The program started in 2010 with 4 DOE grants, totaling 138 million dollars, to Daimler, Volvo, Navistar, engine maker Cummins, and their partner Peterbilt. Each SuperTruck “team” has matched these funds with an equal investment of their own and the result has been a super-charged R&D effort that is already paying dividends.

Not surprisingly, all of the manufacturers are taking a holistic approach, seeking incremental improvements in many areas, rather than trying to find one “magic bullet”.

PASCAL AMAR: We have the ability to explore more areas than we would typically. It gives us the ability to do more testing, more analysis, more calculations. I think the key with this program is, it forces us to look at the complete picture, the complete vehicle. Not just the powertrain and not just the cab exterior. So it really allows us to identify synergies that we might have missed otherwise.  

JOHN DAVIS: The most obvious improvements on each truck are the aerodynamic aids. Extensive wind tunnel testing has found ways to make the big box less boxy, minimize body gaps, and improve airflow around the rig.

All four groups have made significant progress. Some have met or exceeded the project goals already and some of the green tech developed in the SuperTruck program is already making its way into production trucks.

Some of the design sketches look downright sci-fi, but may become reality sooner than you think!

PASCAL AMAR: One of the first tangible deliveries of the program is that we’re able to leverage some knowledge we gained from early aerodynamic testing of the SuperTruck test mule we used. We’re applying some of the findings to chassis fairings, front bumper, and roof deflector. These improvements will be on our model year 2016 VN highway trucks.

JOHN DAVIS: Drivetrain solutions being tested include hybrid electric drive, waste heat recovery, engine downsizing, automated manual transmissions and improved diesel after-treatment, to name just a few.

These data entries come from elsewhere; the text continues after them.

//! Module assembly orchestration
//!
//! For every name in the include list, in order: compute the layout, skip the
//! module unless both `src/main/res` and the manifest exist, wipe `build/`,
//! then run the steps. The first failure ends the whole run.
use crate::diagnostic::DiagnosticLevel;
use crate::error::{BuildError, BuildResult};
use crate::include::ModuleNameList;
use crate::layout::BuildLayout;
use crate::report::{AssembleReport, ModuleReport, ModuleStatus, SkipReason};
use crate::steps::{default_steps, BuildStep, ModuleContext};
use crate::tools::{Aapt2Process, JavaCompiler, JavacProcess, ResourceTool};

use aarkit_config::{Config, ModuleSettings};
use std::fs;
use std::path::{Path, PathBuf};
use std::sync::Arc;
use std::time::Instant;
use tracing::{debug, error, info};

/// Inclusion decision for one include-list entry
#[derive(Debug, Clone, PartialEq, Eq)]
pub struct PlannedModule {
    /// Paths of the module
    pub layout: BuildLayout,
    /// `None` when the module will be built
    pub skip: Option<SkipReason>,
}

impl PlannedModule {
    pub fn is_included(&self) -> bool {
        self.skip.is_none()
    }
}

/// Why `layout` would be skipped, if it would
pub fn skip_reason(layout: &BuildLayout) -> Option<SkipReason> {
    if !layout.res.exists() {
        Some(SkipReason::MissingResources)
    } else if !layout.manifest.exists() {
        Some(SkipReason::MissingManifest)
    } else {
        None
    }
}

/// Resolve every include-list entry to a layout and inclusion decision
pub fn plan_modules(project_root: &Path, names: &ModuleNameList) -> Vec<PlannedModule> {
    names
        .iter()
        .map(|name| {
            let layout = BuildLayout::new(project_root, name);
            let skip = skip_reason(&layout);
            PlannedModule { layout, skip }
        })
        .collect()
}

/// Delete `build/` of every included module; returns the removed directories
pub fn clean_modules(project_root: &Path, names: &ModuleNameList) -> BuildResult<Vec<PathBuf>> {
    let mut removed = Vec::new();
    for planned in plan_modules(project_root, names) {
        if planned.is_included() && remove_build_dir(&planned.layout)? {
            removed.push(planned.layout.build);
        }
    }
    Ok(removed)
}

/// Remove a module's build directory. Returns whether anything was removed.
fn remove_build_dir(layout: &BuildLayout) -> BuildResult<bool> {
    if !layout.build.exists() {
        return Ok(false);
    }
    debug!(module = %layout.name, path = %layout.build.display(), "removing build directory");
    fs::remove_dir_all(&layout.build).map_err(|e| BuildError::io(&layout.build, e))?;
    Ok(true)
}

/// Orchestrates resource compile, resource link and Java compile for every
/// configured library module
pub struct ModuleAssembler {
    /// Directory holding the module directories
    project_root: PathBuf,
    /// Run-wide settings
    settings: ModuleSettings,
    /// Steps run for every included module
    steps: Vec<Box<dyn BuildStep>>,
}

impl ModuleAssembler {
    /// Assembler with the standard compile, link, Java steps
    pub fn new(
        project_root: impl Into<PathBuf>,
        settings: ModuleSettings,
        resources: Arc<dyn ResourceTool>,
        java: Arc<dyn JavaCompiler>,
    ) -> Self {
        Self::with_steps(project_root, settings, default_steps(resources, java))
    }

    /// Assembler with a custom step sequence
    pub fn with_steps(
        project_root: impl Into<PathBuf>,
        settings: ModuleSettings,
        steps: Vec<Box<dyn BuildStep>>,
    ) -> Self {
        Self {
            project_root: project_root.into(),
            settings,
            steps,
        }
    }

    /// Assembler driving the aapt2 and javac executables named in `config`
    pub fn from_config(config: &Config, project_root: impl Into<PathBuf>) -> BuildResult<Self> {
        let settings = config.module_settings()?;
        let tools = config.tool_paths();
        Ok(Self::new(
            project_root,
            settings,
            Arc::new(Aapt2Process::new(tools.aapt2)),
            Arc::new(JavacProcess::new(tools.javac)),
        ))
    }

    pub fn project_root(&self) -> &Path {
        &self.project_root
    }

    pub fn settings(&self) -> &ModuleSettings {
        &self.settings
    }

    /// Names of the configured steps, in run order
    pub fn step_names(&self) -> Vec<&'static str> {
        self.steps.iter().map(|s| s.name()).collect()
    }

    /// Parsed include list
    pub fn module_names(&self) -> ModuleNameList {
        ModuleNameList::parse(&self.settings.include)
    }

    /// Inclusion decision for every include-list entry
    pub fn plan(&self) -> Vec<PlannedModule> {
        plan_modules(&self.project_root, &self.module_names())
    }

    /// Delete the build directories of included modules
    pub fn clean(&self) -> BuildResult<Vec<PathBuf>> {
        clean_modules(&self.project_root, &self.module_names())
    }

    /// Assemble every included module, stopping at the first failure
    pub fn run(&self) -> BuildResult<AssembleReport> {
        let start = Instant::now();
        let names = self.module_names();
        info!(
            root = %self.project_root.display(),
            modules = %names,
            "assembling library modules"
        );

        let mut reports = Vec::with_capacity(names.len());
        for planned in plan_modules(&self.project_root, &names) {
            let report = match planned.skip {
                Some(reason) => {
                    info!(module = %planned.layout.name, %reason, "skipping module");
                    ModuleReport::skipped(planned.layout.name.clone(), reason)
                }
                None => self.assemble_module(&planned.layout)?,
            };
            reports.push(report);
        }

        let report = AssembleReport::new(reports, start.elapsed());
        info!(
            assembled = report.stats.assembled_modules,
            skipped = report.stats.skipped_modules,
            "assembly finished in {:.2}s",
            report.stats.total_time.as_secs_f64()
        );
        Ok(report)
    }

    /// Run the full pipeline for one included module
    fn assemble_module(&self, layout: &BuildLayout) -> BuildResult<ModuleReport> {
        let start = Instant::now();
        info!(module = %layout.name, "assembling module");

        remove_build_dir(layout)?;

        let ctx = ModuleContext::new(layout, &self.settings);
        let mut executed = Vec::new();
        let mut diagnostics = Vec::new();

        for step in &self.steps {
            if !step.applies(&ctx) {
                debug!(module = %layout.name, step = step.name(), "step not applicable");
                continue;
            }

            debug!(module = %layout.name, step = step.name(), "running step");
            let result = step.run(&ctx)?;

            if !result.success {
                error!(
                    module = %layout.name,
                    step = step.name(),
                    errors = result.error_count(),
                    "compilation failed, check logs for more details"
                );
                return Err(BuildError::step_failed(
                    layout.name.clone(),
                    step.name(),
                    result.diagnostics,
                ));
            }

            executed.push(step.name());
            diagnostics.extend(
                result
                    .diagnostics
                    .into_iter()
                    .filter(|d| d.level != DiagnosticLevel::Error),
            );
        }

        Ok(ModuleReport {
            name: layout.name.clone(),
            status: ModuleStatus::Assembled,
            steps: executed,
            diagnostics,
            elapsed: start.elapsed(),
        })
    }
}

To date, only the Peterbilt/Cummins team has a fully functioning SuperTruck demonstration vehicle, which has achieved 10.7 miles per gallon, or almost double what the average rig gets today. 

SuperTruck technologies can save nearly 6 billion barrels of oil by 2050. To the average truck owner, that could add up to $35 thousand a year in fuel savings! And as with any new technology, cost to the end-user is an issue, and no group of vehicle owners is more aware of the bottom line than the thousands of big rig owner-operators who call our highways home.

WAYNE ECKERLE: Well, what we have to do is, we have to demonstrate technology, and deliver technology that hits our customers payback period of 18 months. So we look at the drive cycle, how much fuel they burn, so as we put on technology to reduce fuel consumption, it has to reduce fuel enough so that you can pay off the technology in 18 months, and for the rest of the time that they have the truck they’re actually saving money.